Context: Unprecedented damage due to cyclone Yaas, calls for policies geared to climate change.
- Every cyclone throws up new challenges to the Sundarbans and its inhabitants.
- For people in the ecologically fragile Sunderbans, life revolves around battling high tides daily and cyclones regularly.
- Over just the past three years, the Sunderbans, which is home to close to five million people, has been battered by four tropical cyclones i.e.,
- Fani (May 2019),
- Bulbul (November 2019),
- Amphan (May 2020) and
- Yaas (May 2021).
- On each occasion, the region has suffered damage because of gale winds and breached embankments, leading to ingress of sea water.
- The intensity of the gale winds has ranged from 100 kmph to 150 kmph during each of the cyclones.
- Unprecedented Surge:
- Cyclone Yaas made landfall about 200 km south of the Sundarbans in Odisha, flooding large areas of the estuary.
- The cumulative effect of the full moon tide and the cyclone led to the overflowing and breach of embankments in large areas of the Sundarbans.
- Under Water:
- Three days after the cyclone, several areas of Sunderbans remain inundated, forcing people to huddle in cyclone shelters or spend days on embankments.
- Ghoramara is one of the islands (Mouth of Hoogly river) that has been sinking due to rising sea levels, where a few dozen houses and acres of land go under water every year.
- Sagar Island, the biggest island of the Sundarbans chain and site of the famous Gangasagar Mela during Makar Sankranti, has also suffered damage.
- The sea water from the site where the devotees take a holy dip surged several kilometres inland crossing the Kapil Muni temple.
- Large parts in Gosaba and Sandeshkhali block, in the eastern part of the delta remain under water three days after the cyclone and the high tide.
- Engineering Shortfall:
- The Chief Minister of West Bengal stressed on a permanent solution for the Sundarbans and low-lying coastal areas.
- The embankment is repaired every year and then a cyclone comes, and it has to be repaired again.
- Sunderbans has embankments of 3,250 km.
- Lack of scientific information in dealing with a complex estuarine delta which has become a hot spot of climate change is emerging as a challenge for the policy makers.

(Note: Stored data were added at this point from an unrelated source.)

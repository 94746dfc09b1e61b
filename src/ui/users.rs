use ratatui::Frame;
use ratatui::layout::Rect;
use ratatui::style::{Modifier, Style};
use ratatui::text::{Line, Span};
use ratatui::widgets::{Block, Borders, List, ListItem, Paragraph};

use crate::app::{AppState, Theme};
use crate::model::{IndexPath, User};

fn user_item(user: &User, theme: &Theme) -> ListItem<'static> {
    let name = if user.name.trim().is_empty() { "(no name)".to_string() } else { user.name.clone() };
    let mut spans = vec![
        Span::styled(name, Style::default().fg(theme.text)),
        Span::styled(format!("  {}", user.id), Style::default().fg(theme.muted)),
    ];
    if !user.is_available() {
        spans.push(Span::styled("  (unavailable)", Style::default().fg(theme.muted).add_modifier(Modifier::ITALIC)));
    }
    ListItem::new(Line::from(spans))
}

/// Render the sectioned list and remember which row ended up last on screen.
pub fn render_user_list(f: &mut Frame, area: Rect, app: &mut AppState) {
    let body_height = area.height.saturating_sub(2) as usize;
    if body_height > 0 { app.rows_per_page = body_height; }

    let c = &app.controller;
    let searching = c.is_search_active();
    let mut items: Vec<ListItem<'static>> = Vec::new();
    // row behind each list line; `None` for section headers
    let mut lines: Vec<Option<IndexPath>> = Vec::new();
    let mut selected_line = None;
    let mut flat = 0usize;
    for s in 0..c.section_count() {
        if !searching {
            items.push(ListItem::new(Line::from(Span::styled(
                format!(" {}", c.section_title(s)),
                Style::default().fg(app.theme.section_fg).add_modifier(Modifier::BOLD),
            ))));
            lines.push(None);
        }
        for r in 0..c.row_count(s) {
            let Some(user) = c.row_content(s, r) else { continue };
            if flat == app.selected { selected_line = Some(items.len()); }
            items.push(user_item(user, &app.theme));
            lines.push(Some(IndexPath::new(s, r)));
            flat += 1;
        }
    }

    let title = if searching {
        format!("Results ({})", flat)
    } else {
        format!("Users ({} in {} sections)", flat, c.section_count())
    };
    let block = Block::default()
        .title(title)
        .borders(Borders::ALL)
        .border_style(Style::default().fg(app.theme.border));

    if items.is_empty() {
        let message = match (&app.empty_message, app.loading) {
            (_, true) => "Loading…".to_string(),
            (Some(m), false) => m.clone(),
            (None, false) => String::new(),
        };
        let p = Paragraph::new(message).style(Style::default().fg(app.theme.muted)).block(block);
        f.render_widget(p, area);
        app.last_visible = None;
        return;
    }

    app.list_state.select(selected_line);
    let list = List::new(items)
        .block(block)
        .highlight_style(
            Style::default()
                .fg(app.theme.highlight_fg)
                .bg(app.theme.highlight_bg)
                .add_modifier(Modifier::BOLD),
        )
        .highlight_symbol("▶ ");
    f.render_stateful_widget(list, area, &mut app.list_state);

    let offset = app.list_state.offset();
    let end = (offset + body_height).min(lines.len());
    app.last_visible = lines[offset.min(end)..end].iter().rev().find_map(|p| *p);
}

- Experts say the solution to the perennial problem lies in following:
- Long-term planning,
- Preparation of a master plan for the socio-economic development of the region.
- Adopting strategies that will minimise the impact of climate change, and
- Disaster management suited to the region.
- The Sundarbans comprises hundreds of islands and a network of rivers, tributaries and creeks in the delta of the Ganga and the Brahmaputra at the mouth of the Bay of Bengal in India and Bangladesh.
- The Indian Sundarbans covers 4,200 sq km.
- It comprises of the Sunderban Tiger Reserve of 2,585 sq km which is home to about 96 Royal Bengal Tigers (as per last census in 2020 )
- It is also a world heritage site and a Ramsar Site.
- Out of the 428 birds listed, some, like the Masked Finfoot and Buffy fish owl, are recorded only from the Sunderbans.
- The area is home to nine out of 12 species of kingfishers found in the country as well as rare species such as the Goliath heron and Spoon-billed Sandpiper.
- The Indian Sunderbans are the most diverse of natural landscapes and account for 60 % of all mangrove forests in the country.
Kapil Muni Temple:
- It is dedicated to Sage Kapila muni is situated at Sagar Island about 100 kms west of Kolkata in West Bengal.
- It is believed that the deity was installed in 1437 by Swami Ramanand.
- The current structure is a recent one and it has a stone block, considered to be the representation of Sage Kapil.
- The original site of the temple has been washed away by the sea. But an attractive new temple has replaced the previous temple.
- There are the emblems of the Sea, Ganga Devi and Bhagiratha besides that of Kapila Muni.
- Gangasagar Mela:
- It is celebrated on Makar Sankranti Day here.
- Pilgrims take a holy dip in the Ganges, before going to the temple.